Here’s the plan for Tuesday, June 16, for the Blue group:
- Everyone:
* Re-read the proof of Theorem 1.16 — the basic proof strategy will re-appear in later proofs of more expansive Ramsey-type theorems. It will be very helpful to start the proof by taking (with hindsight) \(N=2^{2k}\); that way, once you have (once) verified that \(\lceil (2^m-1)/2 \rceil = 2^{m-1}\) for any natural number \(m\), you get to avoid all the messy algebra at the end of the proof.

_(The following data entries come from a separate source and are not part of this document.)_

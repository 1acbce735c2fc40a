//! Reputer - contributor reputation CLI

use anyhow::Result;
use clap::Parser;
use reputer::cli;
use tracing_subscriber::{fmt, prelude::*, EnvFilter};

fn main() -> Result<()> {
    let cli = cli::Cli::parse();

    // RUST_LOG wins over the CLI level when set
    let filter = EnvFilter::try_from_default_env()
        .unwrap_or_else(|_| EnvFilter::new(cli.effective_log_level()));

    tracing_subscriber::registry()
        .with(fmt::layer().with_writer(std::io::stderr).with_target(false))
        .with(filter)
        .init();

    cli::run(cli)
}
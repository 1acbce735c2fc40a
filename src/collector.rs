//! Commit history collection
//!
//! Walks a provider's paginated commit listing (newest first) and folds each
//! commit into per-author [`Signals`]. The walk is strictly sequential: one
//! page in flight, no prefetching.

use crate::config::DEFAULT_PAGE_SIZE;
use crate::error::{ReputerError, ReputerResult};
use crate::models::{Cohort, Signals};
use crate::provider::{Backoff, CommitSummary, Provider};
use crate::query::Query;
use chrono::{DateTime, Utc};
use std::collections::HashMap;
use tracing::debug;

/// Authors discovered in a commit range plus the global commit count
#[derive(Debug, Clone, Default, PartialEq)]
pub struct Collection {
    pub authors: HashMap<String, Signals>,
    /// Every commit seen, including ones without an author
    pub total_commits: i64,
}

impl Collection {
    pub fn cohort(&self) -> Cohort {
        Cohort::new(self.total_commits, self.authors.len())
    }

    fn record(&mut self, commit: &CommitSummary, now: DateTime<Utc>) {
        self.total_commits += 1;

        let Some(login) = commit.author_login.as_deref() else {
            return;
        };

        let first_seen = !self.authors.contains_key(login);
        let signals = self.authors.entry(login.to_string()).or_default();
        signals.record_commit(commit.verified);

        // Newest first: the first commit seen is the author's most recent
        if first_seen {
            if let Some(at) = commit.committed_at {
                signals.last_commit_days = days_since(at, now);
            }
        }
    }
}

/// Whole days from `then` to `now`, rounded up, never negative
pub fn days_since(then: DateTime<Utc>, now: DateTime<Utc>) -> i64 {
    let hours = now.signed_duration_since(then).num_seconds() as f64 / 3600.0;
    ((hours / 24.0).ceil() as i64).max(0)
}

/// Sequential paginated commit walker
#[derive(Debug, Clone)]
pub struct Collector {
    page_size: u32,
    backoff: Backoff,
    now: Option<DateTime<Utc>>,
}

impl Default for Collector {
    fn default() -> Self {
        Self::new(DEFAULT_PAGE_SIZE, Backoff::default())
    }
}

impl Collector {
    pub fn new(page_size: u32, backoff: Backoff) -> Self {
        Self {
            page_size: page_size.max(1),
            backoff,
            now: None,
        }
    }

    /// Pin the reference time used for recency (defaults to the walk start)
    pub fn with_now(mut self, now: DateTime<Utc>) -> Self {
        self.now = Some(now);
        self
    }

    /// Walk all pages for `query`. Any page failure aborts the walk.
    pub fn collect(&self, provider: &dyn Provider, query: &Query) -> ReputerResult<Collection> {
        let now = self.now.unwrap_or_else(Utc::now);
        let mut collection = Collection::default();
        let mut page: u32 = 1;

        loop {
            let response = provider
                .list_commits(query, page, self.page_size)
                .map_err(|source| ReputerError::Collection {
                    repo: query.to_string(),
                    page,
                    source,
                })?;

            let count = response.data.len();
            for commit in &response.data {
                collection.record(commit, now);
            }

            debug!(
                page,
                commits = count,
                total = collection.total_commits,
                authors = collection.authors.len(),
                "commit page"
            );

            self.backoff.wait(&response.rate);
            if count < self.page_size as usize {
                break;
            }
            page += 1;
        }

        Ok(collection)
    }
}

* Do exercise 1.18 (which is essentially the Bolzano-Weierstrass theorem for finite sequences).
* Think about the following much harder variant of exercise 1.18: part of that exercise asks you to show that there is a sequence of reals of length \(k^2\) that has neither an increasing nor a decreasing subsequence of length \(k+1\). Show that this is best possible, that is, show that every sequence of reals of length \(k^2+1\) has either an increasing or a decreasing subsequence of length \(k+1\).

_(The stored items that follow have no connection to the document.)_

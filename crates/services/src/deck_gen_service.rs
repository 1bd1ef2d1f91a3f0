use std::sync::Arc;
use std::sync::atomic::{AtomicU64, Ordering};

use rand::rng;

use lingua_core::Clock;
use lingua_core::model::{CardDraft, Deck, DeckId};

use crate::ai::{FlashcardSource, FlashcardSuggestion};
use crate::error::{GenerateError, SuggestError};
use crate::quiz::{DEFAULT_OPTION_COUNT, OptionSets, StudySession};

/// Cards requested per generation.
pub const DEFAULT_CARDS_PER_DECK: u32 = 20;

//
// ─── DECK GENERATION WORKFLOW ──────────────────────────────────────────────────
//

/// Orchestrates one deck generation against the AI collaborator.
///
/// Every `generate` call takes a fresh generation token from a shared
/// counter. When calls overlap, the newest token wins: an older call finds
/// the counter moved on after its await and discards its own result, so a
/// new request supersedes an in-flight one instead of queueing behind it.
/// Sessions are owned by the caller; dropping the previous session when a
/// new one arrives is all the cleanup there is.
#[derive(Clone)]
pub struct DeckGenService {
    clock: Clock,
    source: Arc<dyn FlashcardSource>,
    generation: Arc<AtomicU64>,
    cards_per_deck: u32,
    option_count: usize,
}

impl DeckGenService {
    #[must_use]
    pub fn new(clock: Clock, source: Arc<dyn FlashcardSource>) -> Self {
        Self {
            clock,
            source,
            generation: Arc::new(AtomicU64::new(0)),
            cards_per_deck: DEFAULT_CARDS_PER_DECK,
            option_count: DEFAULT_OPTION_COUNT,
        }
    }

    /// Override how many cards each generation asks for.
    #[must_use]
    pub fn with_cards_per_deck(mut self, cards_per_deck: u32) -> Self {
        self.cards_per_deck = cards_per_deck;
        self
    }

    /// Override how many answer choices each quiz card gets.
    #[must_use]
    pub fn with_option_count(mut self, option_count: usize) -> Self {
        self.option_count = option_count;
        self
    }

    /// Generate a new deck for `topic` and return a fresh study session.
    ///
    /// The deck is installed whole or not at all: a validation failure or a
    /// superseding request discards the entire response, leaving whatever
    /// session the caller already holds untouched.
    ///
    /// # Errors
    ///
    /// Returns `GenerateError::EmptyTopic` without calling the collaborator
    /// when the topic is blank, `GenerateError::Source` when the
    /// collaborator fails, `GenerateError::NoCards`/`GenerateError::Deck`
    /// for unusable responses, and `GenerateError::Superseded` when a newer
    /// request took over while this one was in flight.
    pub async fn generate(&self, topic: &str) -> Result<StudySession, GenerateError> {
        let topic = topic.trim();
        if topic.is_empty() {
            return Err(GenerateError::EmptyTopic);
        }

        let token = self.generation.fetch_add(1, Ordering::SeqCst) + 1;
        let suggestions = self
            .source
            .suggest_flashcards(topic, self.cards_per_deck)
            .await?;

        // Stale-response guard: a newer request owns the session now.
        if self.generation.load(Ordering::SeqCst) != token {
            return Err(GenerateError::Superseded);
        }

        if suggestions.is_empty() {
            return Err(GenerateError::NoCards);
        }

        let now = self.clock.now();
        let drafts = suggestions.into_iter().map(draft_from_suggestion).collect();
        let deck = Deck::from_drafts(DeckId::new(token), topic, drafts, now)?;

        let mut rng = rng();
        let options = OptionSets::build(&deck, self.option_count, &mut rng);
        Ok(StudySession::new(deck, options, now))
    }

    /// Ask the collaborator for a topic worth studying.
    ///
    /// # Errors
    ///
    /// Returns `SuggestError::Source` when the collaborator fails and
    /// `SuggestError::EmptySuggestion` when it replies with nothing usable.
    pub async fn suggest_topic(&self) -> Result<String, SuggestError> {
        let topic = self.source.suggest_topic().await?;
        let topic = topic.trim();
        if topic.is_empty() {
            return Err(SuggestError::EmptySuggestion);
        }
        Ok(topic.to_owned())
    }
}

fn draft_from_suggestion(suggestion: FlashcardSuggestion) -> CardDraft {
    CardDraft::new(suggestion.word, suggestion.meaning, suggestion.example)
}

//
// ─── TESTS ─────────────────────────────────────────────────────────────────────
//

#[cfg(test)]
mod tests {
    use super::*;
    use async_trait::async_trait;
    use lingua_core::model::{CardError, DeckError};
    use lingua_core::time::fixed_clock;
    use std::sync::atomic::AtomicU32;
    use tokio::sync::{Mutex, Notify, oneshot};

    use crate::error::AiError;

    fn suggestion(word: &str, meaning: &str) -> FlashcardSuggestion {
        FlashcardSuggestion {
            word: word.to_owned(),
            meaning: meaning.to_owned(),
            example: None,
        }
    }

    /// Returns a canned response per call and counts calls.
    struct StubSource {
        responses: Mutex<Vec<Result<Vec<FlashcardSuggestion>, AiError>>>,
        calls: AtomicU32,
    }

    impl StubSource {
        fn new(responses: Vec<Result<Vec<FlashcardSuggestion>, AiError>>) -> Self {
            Self {
                responses: Mutex::new(responses),
                calls: AtomicU32::new(0),
            }
        }

        fn calls(&self) -> u32 {
            self.calls.load(Ordering::SeqCst)
        }
    }

    #[async_trait]
    impl FlashcardSource for StubSource {
        async fn suggest_flashcards(
            &self,
            _topic: &str,
            _count: u32,
        ) -> Result<Vec<FlashcardSuggestion>, AiError> {
            self.calls.fetch_add(1, Ordering::SeqCst);
            self.responses.lock().await.remove(0)
        }

        async fn suggest_topic(&self) -> Result<String, AiError> {
            Ok("Common fruits".to_owned())
        }
    }

    #[tokio::test]
    async fn blank_topic_is_rejected_before_the_collaborator_is_called() {
        let source = Arc::new(StubSource::new(vec![Ok(vec![suggestion("apple", "táo")])]));
        let service = DeckGenService::new(
            fixed_clock(),
            Arc::clone(&source) as Arc<dyn FlashcardSource>,
        );

        let err = service.generate("   ").await.unwrap_err();

        assert!(matches!(err, GenerateError::EmptyTopic));
        assert_eq!(source.calls(), 0);
    }

    #[tokio::test]
    async fn generate_builds_a_session_with_options_for_every_card() {
        let source = Arc::new(StubSource::new(vec![Ok(vec![
            suggestion("apple", "táo"),
            suggestion("banana", "chuối"),
            suggestion("orange", "cam"),
        ])]));
        let service = DeckGenService::new(fixed_clock(), source).with_option_count(4);

        let session = service.generate("  Common fruits ").await.unwrap();

        assert_eq!(session.deck().topic(), "Common fruits");
        assert_eq!(session.deck().len(), 3);
        assert_eq!(session.score(), 0);
        for card in session.deck().cards() {
            let options = session.options_for(card.id()).unwrap();
            // Pool of two distractors caps the set below the requested four.
            assert_eq!(options.len(), 3);
            assert!(options.iter().any(|o| o == card.meaning()));
        }
    }

    #[tokio::test]
    async fn collaborator_failure_propagates_as_source_error() {
        let source = Arc::new(StubSource::new(vec![Err(AiError::EmptyResponse)]));
        let service = DeckGenService::new(fixed_clock(), source);

        let err = service.generate("Fruits").await.unwrap_err();

        assert!(matches!(err, GenerateError::Source(AiError::EmptyResponse)));
    }

    #[tokio::test]
    async fn empty_suggestion_list_is_no_cards() {
        let source = Arc::new(StubSource::new(vec![Ok(Vec::new())]));
        let service = DeckGenService::new(fixed_clock(), source);

        let err = service.generate("Fruits").await.unwrap_err();

        assert!(matches!(err, GenerateError::NoCards));
    }

    #[tokio::test]
    async fn one_bad_card_discards_the_whole_deck() {
        let source = Arc::new(StubSource::new(vec![Ok(vec![
            suggestion("apple", "táo"),
            suggestion("", "chuối"),
        ])]));
        let service = DeckGenService::new(fixed_clock(), source);

        let err = service.generate("Fruits").await.unwrap_err();

        assert!(matches!(
            err,
            GenerateError::Deck(DeckError::Card(CardError::EmptyTerm))
        ));
    }

    /// Parks the first call on a gate so a second call can overtake it.
    struct GatedSource {
        entered: Notify,
        gate: Mutex<Option<oneshot::Receiver<()>>>,
        calls: AtomicU32,
    }

    impl GatedSource {
        fn new(gate: oneshot::Receiver<()>) -> Self {
            Self {
                entered: Notify::new(),
                gate: Mutex::new(Some(gate)),
                calls: AtomicU32::new(0),
            }
        }
    }

    #[async_trait]
    impl FlashcardSource for GatedSource {
        async fn suggest_flashcards(
            &self,
            topic: &str,
            _count: u32,
        ) -> Result<Vec<FlashcardSuggestion>, AiError> {
            if self.calls.fetch_add(1, Ordering::SeqCst) == 0 {
                self.entered.notify_one();
                let gate = self.gate.lock().await.take();
                if let Some(gate) = gate {
                    let _ = gate.await;
                }
            }
            Ok(vec![
                suggestion("one", format!("{topic}-1").as_str()),
                suggestion("two", format!("{topic}-2").as_str()),
            ])
        }

        async fn suggest_topic(&self) -> Result<String, AiError> {
            Ok("Common fruits".to_owned())
        }
    }

    #[tokio::test]
    async fn superseded_generation_is_discarded_on_arrival() {
        let (release, gate) = oneshot::channel();
        let source = Arc::new(GatedSource::new(gate));
        let service = DeckGenService::new(
            fixed_clock(),
            Arc::clone(&source) as Arc<dyn FlashcardSource>,
        );

        let older = {
            let service = service.clone();
            tokio::spawn(async move { service.generate("Fruits").await })
        };
        // Wait until the first request is parked inside the collaborator.
        source.entered.notified().await;

        let newer = service.generate("Animals").await.unwrap();
        release.send(()).unwrap();
        let older = older.await.unwrap();

        assert!(matches!(older, Err(GenerateError::Superseded)));
        assert_eq!(newer.deck().topic(), "Animals");
        assert_eq!(newer.deck().cards()[0].meaning(), "Animals-1");
    }

    #[tokio::test]
    async fn suggest_topic_passes_the_collaborator_reply_through() {
        let source = Arc::new(StubSource::new(Vec::new()));
        let service = DeckGenService::new(fixed_clock(), source);

        assert_eq!(service.suggest_topic().await.unwrap(), "Common fruits");
    }

    /// Topic source returning whitespace only.
    struct BlankTopicSource;

    #[async_trait]
    impl FlashcardSource for BlankTopicSource {
        async fn suggest_flashcards(
            &self,
            _topic: &str,
            _count: u32,
        ) -> Result<Vec<FlashcardSuggestion>, AiError> {
            Ok(Vec::new())
        }

        async fn suggest_topic(&self) -> Result<String, AiError> {
            Ok("   ".to_owned())
        }
    }

    #[tokio::test]
    async fn blank_topic_suggestion_is_an_error() {
        let service = DeckGenService::new(fixed_clock(), Arc::new(BlankTopicSource));

        let err = service.suggest_topic().await.unwrap_err();

        assert!(matches!(err, SuggestError::EmptySuggestion));
    }
}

* Study the proof of Theorem 1.19 (Ramsey’s theorem for colouring pairs, with many colors).
* Read Section 1.4, through at least to the proof of Theorem 1.24. - Individual assignments:
* For both parts of exercise 1.18, and the harder variant, I’ll throw it open to anyone who wants to volunteer ideas.
* Proof of Theorem 1.19 (Ramsey’s theorem about finding a monochromatic \(k\)-clique, when colouring with \(r\) colours): Sean.
* Exercise 1.20 (Schur’s theorem, a cute application of Ramsey’s theorem): Nick.
* Theorem 1.23 (another proof of Ramsey’s theorem, that uses “off-diagonal” Ramsey numbers): Henry.
* Theorem 1.24 (getting better upper bounds for Ramsey numbers, using the result of Theorem 1.23): Alex. (We may not get to this on Tuesday).